5 langkah membina keluarga bahagia bertabur cinta
Sebesar perhatiannya terhadap keberlangsungan hidup sebuah bangsa, sebesar itu pulalah perhatian Islam kepada keluarga. Karena tidak akan mungkin sebuah bangsa mampu berdiri tegak dalam kekokohan tanpa didasari oleh keluarga-keluarga yang juga kokoh dan berdaya tahan. Keluarga merupakan unit terkecil yang menyusun bangunan sebuah negara. Ibarat sebuah cermin, keluarga dapat menjadi miniatur untuk melihat baik-buruk, kokoh-rapuh, serta maju-mundurnya setiap negara di mana unit-unit keluarga itu berada. Keluarga juga merupakan titik tolak, yang menjadi landasan pacu bagi setiap anggotanya untuk menjadi sebagai apa yang dicita-citakan.

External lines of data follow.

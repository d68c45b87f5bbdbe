//! Darkroom Ingestion Gateway
//!
//! Batch photo ingestion service for the Darkroom event photography
//! platform. The gateway authenticates a multipart batch, validates each
//! file independently, derives resized variants, persists the bytes to
//! object storage, and records metadata in PostgreSQL, isolating per-file
//! failure so one bad file never aborts a batch.
//!
//! ## Architecture
//!
//! ```text
//! Upload client               Object storage            PostgreSQL
//! ┌──────────────┐           ┌──────────────┐          ┌──────────────┐
//! │ multipart    │           │ {dest}/      │          │ photos       │
//! │ batch POST   │──────────▶│   {date}/    │          │ (item_key    │
//! └──────────────┘           │   originals/ │          │  UNIQUE)     │
//!        │                   │   thumbnails/│          └──────────────┘
//!        ▼                   └──────────────┘                 ▲
//! ┌──────────────┐                  ▲                         │
//! │ Ingestion    │                  │                         │
//! │ Gateway      │                  │                         │
//! └──────────────┘                  │                         │
//!        │                          │                         │
//!        ▼                          │                         │
//! ┌──────────────┐           ┌──────────────┐          ┌──────────────┐
//! │ Batch        │──────────▶│ Blob         │          │ Photo        │
//! │ Orchestrator │           │ Store        │          │ Store        │──┘
//! └──────────────┘           └──────────────┘          └──────────────┘
//!        │                          ▲                         ▲
//!        ▼                          │                         │
//! ┌──────────────┐                  │                         │
//! │ Transform    │──────────────────┴─────────────────────────┘
//! │ Engine       │   (per item: validate → transform → store → record)
//! └──────────────┘
//! ```
//!
//! Each item within a batch is independent: failures are caught locally,
//! tagged with the stage they happened in, and reported per item. Metadata
//! inserts are idempotent on a client-assigned item key, which makes retries
//! after an unknown-outcome crash safe.

pub mod auth;
pub mod config;
pub mod gateway;
pub mod item;
pub mod object_store;
pub mod orchestrator;
pub mod photo_store;
pub mod transform;

pub use auth::{AuthError, Identity, StaticTokenVerifier, TokenVerifier};
pub use config::Config;
pub use gateway::{AppState, ItemResponse, ThumbnailUrls};
pub use item::{DestinationContext, IncomingFile, ItemError, ItemOutcome, Stage};
pub use object_store::{BlobStore, ObjectKeys, S3BlobStore, StoreError};
pub use orchestrator::BatchOrchestrator;
pub use photo_store::{NewPhoto, PgPhotoStore, PhotoRecord, RecordStore};
pub use transform::{TransformEngine, TransformError, VariantSet};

Sudah menjadi rahasia umum, bahwa orang-orang besar dan berpengaruh lahir dari rahim keluarga-keluarga harmonis. Sementara orang-orang kerdil dan inferior, kebanyakan berasal dari keluarga sarat konflik, kering dari nilai ketuhanan dan kasih sayang.
Setiap orang, pasti mendambakan anak, istri, suami yang berkepribadian mengagumkan. Mendapat kesuksesan dunia: fasilitas hidup nyaman, rumah yang luas, kendaraan yang bagus, harta yang banyak, status social yang tinggi, disenangi kawan, disegani lawan, dan lain-lain. Juga sukses akhirat: memperoleh ridha Allah, dibebaskan dari siksa neraka dan masuk ke dalam surga dengan sejahtera.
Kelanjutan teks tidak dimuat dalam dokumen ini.